Cooking oil
Cooking oil [Representational Image]Reuters

The Food Safety and Standards Authority of India (FSSAI) has proposed a mandatory declaration of the exact blend of oils in percentage terms. The manufacturers have to mention it on the front of the pack, along with other labelling modifications. The move has been made to enable an informed choice for consumers.

The Food Safety and Standards (Packaging and Labelling) Regulations 2011 has been suggested the necessary changes by the food safety regulator.

The oil packs must have mentioned "Blended Edible Vegetable Oil" in a font size not less than 5 mm and not less than 10 mm if the net quantity is more than 1 litre, the food regulator said. The manufacturers will also have to declare "NOT TO BE SOLD LOOSE" in bold on packages of such blended oil.

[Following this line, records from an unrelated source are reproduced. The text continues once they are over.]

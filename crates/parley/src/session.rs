//! The conversation state machine: owns the ordered history, the selected
//! service, and the in-flight flag, and drives format → transport →
//! normalize for each turn.

use chrono::Utc;
use serde_json::Value;

use crate::intake::AttachmentSet;
use crate::models::message::{ChatMessage, Utterance};
use crate::parser::parse_conversation;
use crate::registry::{ServiceDescriptor, ServiceId};
use crate::services::base::{OutgoingTurn, ServiceAdapter};
use crate::services::factory::adapter_for;
use crate::transport::Transport;

#[derive(Debug, Clone, Copy, PartialEq, Eq)]
pub enum SendOutcome {
    /// The turn completed: one user message and one assistant (or error)
    /// message were appended.
    Sent,
    /// A request was already in flight; nothing changed.
    Busy,
    /// Empty input with no attachments; nothing changed.
    NothingToSend,
    /// No service selected; nothing changed.
    NoService,
}

pub struct ChatSession {
    transport: Box<dyn Transport>,
    service: Option<&'static ServiceDescriptor>,
    messages: Vec<ChatMessage>,
    pending: bool,
}

impl ChatSession {
    pub fn new(transport: Box<dyn Transport>) -> Self {
        ChatSession {
            transport,
            service: None,
            messages: Vec::new(),
            pending: false,
        }
    }

    /// Menu → conversation: selecting a service starts an empty history.
    pub fn select(&mut self, id: ServiceId) {
        self.service = Some(ServiceDescriptor::lookup(id));
        self.messages.clear();
        self.pending = false;
    }

    /// Conversation → menu: history does not survive the transition.
    pub fn back_to_menu(&mut self) {
        self.service = None;
        self.messages.clear();
        self.pending = false;
    }

    pub fn clear(&mut self) {
        self.messages.clear();
    }

    pub fn service(&self) -> Option<&'static ServiceDescriptor> {
        self.service
    }

    pub fn history(&self) -> &[ChatMessage] {
        &self.messages
    }

    pub fn is_pending(&self) -> bool {
        self.pending
    }

    /// Send one turn through the full pipeline. The user message is appended
    /// optimistically before the network call; the pending flag is the sole
    /// guard against a second in-flight request and is cleared on every
    /// path, including transport failure.
    pub async fn send(&mut self, input: &str, attachments: &AttachmentSet) -> SendOutcome {
        let Some(service) = self.service else {
            return SendOutcome::NoService;
        };
        if self.pending {
            return SendOutcome::Busy;
        }
        if input.trim().is_empty() && attachments.is_empty() {
            return SendOutcome::NothingToSend;
        }

        // The formatter sees only durably appended turns; the new input
        // rides separately and the optimistic append happens after.
        let history: Vec<Utterance> = self.messages.iter().map(ChatMessage::as_utterance).collect();
        let staged = attachments.all();

        let user_message = ChatMessage::user()
            .with_text(input)
            .with_images(staged.iter().map(|a| a.preview.clone()).collect());
        self.messages.push(user_message);
        self.pending = true;

        let turn = OutgoingTurn {
            history: &history,
            input,
            attachments: &staged,
            thread_name: None,
            sent_at: Utc::now().timestamp(),
        };

        let adapter = adapter_for(service.id);
        let body = adapter.format_request(&turn);
        self.dispatch(service.endpoint, adapter, &body).await;

        SendOutcome::Sent
    }

    /// The custom input mode: an explicit thread name plus a pasted
    /// "User:/Assistant:" conversation, parsed into the request history.
    pub async fn send_thread(&mut self, thread_name: &str, conversation_text: &str) -> SendOutcome {
        let Some(service) = self.service else {
            return SendOutcome::NoService;
        };
        if self.pending {
            return SendOutcome::Busy;
        }
        if thread_name.trim().is_empty() || conversation_text.trim().is_empty() {
            return SendOutcome::NothingToSend;
        }

        let conversation = parse_conversation(conversation_text);

        let user_message = ChatMessage::user().with_text(format!(
            "Thread: {}\n\nConversation:\n{}",
            thread_name, conversation_text
        ));
        self.messages.push(user_message);
        self.pending = true;

        let turn = OutgoingTurn {
            history: &conversation,
            input: "",
            attachments: &[],
            thread_name: Some(thread_name),
            sent_at: Utc::now().timestamp(),
        };

        let adapter = adapter_for(service.id);
        let body = adapter.format_request(&turn);
        self.dispatch(service.endpoint, adapter, &body).await;

        SendOutcome::Sent
    }

    async fn dispatch(&mut self, endpoint: &str, adapter: &dyn ServiceAdapter, body: &Value) {
        let message = match self.transport.post(endpoint, body).await {
            Ok(raw) => {
                let reply = adapter.normalize_response(&raw);
                ChatMessage::assistant()
                    .with_text(reply.text)
                    .with_images(reply.images)
                    .with_suggested_prompts(reply.suggested_prompts)
                    .with_related_links(reply.related_links)
                    .with_raw(raw)
            }
            // The conversation is never left blocked: failures become turns.
            Err(e) => ChatMessage::assistant().with_text(format!("Error: {}", e)),
        };

        self.messages.push(message);
        self.pending = false;
    }
}

#[cfg(test)]
mod tests {
    use super::*;
    use crate::errors::{TransportError, TransportResult};
    use async_trait::async_trait;
    use serde_json::json;
    use std::sync::{Arc, Mutex};

    type SeenRequests = Arc<Mutex<Vec<(String, Value)>>>;

    /// Canned transport recording each body it was given.
    struct StubTransport {
        reply: TransportResult<Value>,
        seen: SeenRequests,
    }

    impl StubTransport {
        fn replying(reply: Value) -> Self {
            StubTransport {
                reply: Ok(reply),
                seen: Arc::default(),
            }
        }

        fn failing(status: u16) -> Self {
            StubTransport {
                reply: Err(TransportError::Server(status)),
                seen: Arc::default(),
            }
        }

        fn seen(&self) -> SeenRequests {
            self.seen.clone()
        }
    }

    #[async_trait]
    impl Transport for StubTransport {
        async fn post(&self, path: &str, body: &Value) -> TransportResult<Value> {
            self.seen
                .lock()
                .unwrap()
                .push((path.to_string(), body.clone()));
            match &self.reply {
                Ok(value) => Ok(value.clone()),
                Err(TransportError::Server(status)) => Err(TransportError::Server(*status)),
                Err(_) => unreachable!(),
            }
        }
    }

    #[tokio::test]
    async fn test_send_appends_both_turns() {
        let mut session = ChatSession::new(Box::new(StubTransport::replying(
            json!({"response": "hello back"}),
        )));
        session.select(ServiceId::GeneralAssistant);

        let outcome = session.send("hello", &AttachmentSet::new()).await;

        assert_eq!(outcome, SendOutcome::Sent);
        assert_eq!(session.history().len(), 2);
        assert_eq!(session.history()[0].text, "hello");
        assert_eq!(session.history()[1].text, "hello back");
        assert!(session.history()[1].raw.is_some());
        assert!(!session.is_pending());
    }

    #[tokio::test]
    async fn test_send_without_service() {
        let mut session =
            ChatSession::new(Box::new(StubTransport::replying(json!({"response": "x"}))));

        let outcome = session.send("hello", &AttachmentSet::new()).await;

        assert_eq!(outcome, SendOutcome::NoService);
        assert!(session.history().is_empty());
    }

    #[tokio::test]
    async fn test_empty_input_is_rejected() {
        let mut session =
            ChatSession::new(Box::new(StubTransport::replying(json!({"response": "x"}))));
        session.select(ServiceId::GeneralAssistant);

        let outcome = session.send("   ", &AttachmentSet::new()).await;

        assert_eq!(outcome, SendOutcome::NothingToSend);
        assert!(session.history().is_empty());
    }

    #[tokio::test]
    async fn test_pending_send_is_a_no_op() {
        let mut session =
            ChatSession::new(Box::new(StubTransport::replying(json!({"response": "x"}))));
        session.select(ServiceId::GeneralAssistant);
        session.pending = true;

        let outcome = session.send("hello", &AttachmentSet::new()).await;

        assert_eq!(outcome, SendOutcome::Busy);
        assert!(session.history().is_empty());
    }

    #[tokio::test]
    async fn test_transport_failure_becomes_error_turn() {
        let mut session = ChatSession::new(Box::new(StubTransport::failing(503)));
        session.select(ServiceId::GeneralAssistant);

        let outcome = session.send("hello", &AttachmentSet::new()).await;

        assert_eq!(outcome, SendOutcome::Sent);
        assert_eq!(session.history().len(), 2);
        assert_eq!(session.history()[1].text, "Error: Server error: 503");
        assert!(!session.is_pending());
    }

    #[tokio::test]
    async fn test_formatter_sees_history_without_optimistic_turn() {
        let transport = StubTransport::replying(json!({"response": "reply"}));
        let seen = transport.seen();
        let mut session = ChatSession::new(Box::new(transport));
        session.select(ServiceId::GeneralAssistant);

        session.send("first", &AttachmentSet::new()).await;
        session.send("followup", &AttachmentSet::new()).await;

        let requests = seen.lock().unwrap();
        // First request: no prior history, just the new input.
        assert_eq!(requests[0].1["messages"].as_array().unwrap().len(), 1);
        // Second request: the two durable turns plus the new input, not the
        // optimistic copy of the input itself.
        let second = requests[1].1["messages"].as_array().unwrap();
        assert_eq!(second.len(), 3);
        assert_eq!(second[0]["content"], "first");
        assert_eq!(second[1]["content"], "reply");
        assert_eq!(second[2]["content"], "followup");
    }

    #[tokio::test]
    async fn test_send_routes_to_service_endpoint() {
        let transport = StubTransport::replying(json!("ok"));
        let seen = transport.seen();
        let mut session = ChatSession::new(Box::new(transport));
        session.select(ServiceId::Summarization);

        session.send("summarize this", &AttachmentSet::new()).await;

        let requests = seen.lock().unwrap();
        assert_eq!(requests[0].0, "/summarize/slack");
    }

    #[tokio::test]
    async fn test_send_thread_uses_explicit_name_and_parsed_history() {
        let mut session = ChatSession::new(Box::new(StubTransport::replying(json!([]))));
        session.select(ServiceId::ContextualAds);

        let outcome = session
            .send_thread("spring_campaign", "User: need a deal\nAssistant: on what?")
            .await;

        assert_eq!(outcome, SendOutcome::Sent);
        assert_eq!(session.history().len(), 2);
        assert!(session.history()[0].text.starts_with("Thread: spring_campaign"));
        assert_eq!(session.history()[1].text, "🎯 No contextual ads found");
    }

    #[tokio::test]
    async fn test_send_thread_requires_both_fields() {
        let mut session = ChatSession::new(Box::new(StubTransport::replying(json!([]))));
        session.select(ServiceId::ContextualAds);

        assert_eq!(
            session.send_thread("", "User: hi").await,
            SendOutcome::NothingToSend
        );
        assert_eq!(
            session.send_thread("name", "  ").await,
            SendOutcome::NothingToSend
        );
        assert!(session.history().is_empty());
    }

    #[tokio::test]
    async fn test_back_to_menu_clears_history() {
        let mut session =
            ChatSession::new(Box::new(StubTransport::replying(json!({"response": "x"}))));
        session.select(ServiceId::GeneralAssistant);
        session.send("hello", &AttachmentSet::new()).await;

        session.back_to_menu();

        assert!(session.service().is_none());
        assert!(session.history().is_empty());
    }
}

According to Rabo Bank research report 'The Future of India's Edible Oil Industry: How Will India's Vegetable Oil Demand Shape Up by 2030', India's vegetable oil consumption is expected to grow by 3 per cent annually to exceed 34 million tonnes by 2030, which was at 23 million tonnes in 2017.

"Increasing income, urbanization, changing food habits and deeper penetration of processed foods will be key drivers of future consumption growth of edible oil in the country," the report said.

It is being said that further in the future, palm oil, soy oil and sunflower oil are expected to enter the regional markets. The segment of packaged edible oil will lead the way for the future growth of the industry. The food regulator in this context feels that it is important for consumers to be aware of what they are purchasing and consuming.

While repeated use or re-heating of same oil, which produces harmful trans-fat, is a common practice in Indian cooking, especially in industrial and commercial sectors, FSSAI has recently notified norms for food business operations, effective from July 1, to keep a check on the quality of oil being used during cooking.

A limit for Total Polar Compounds (TPC) – a reliable benchmark for measuring the degradation of the oil, has been prescribed by the food regulator to be 25 per cent, beyond which the cooking oil is not suitable for use.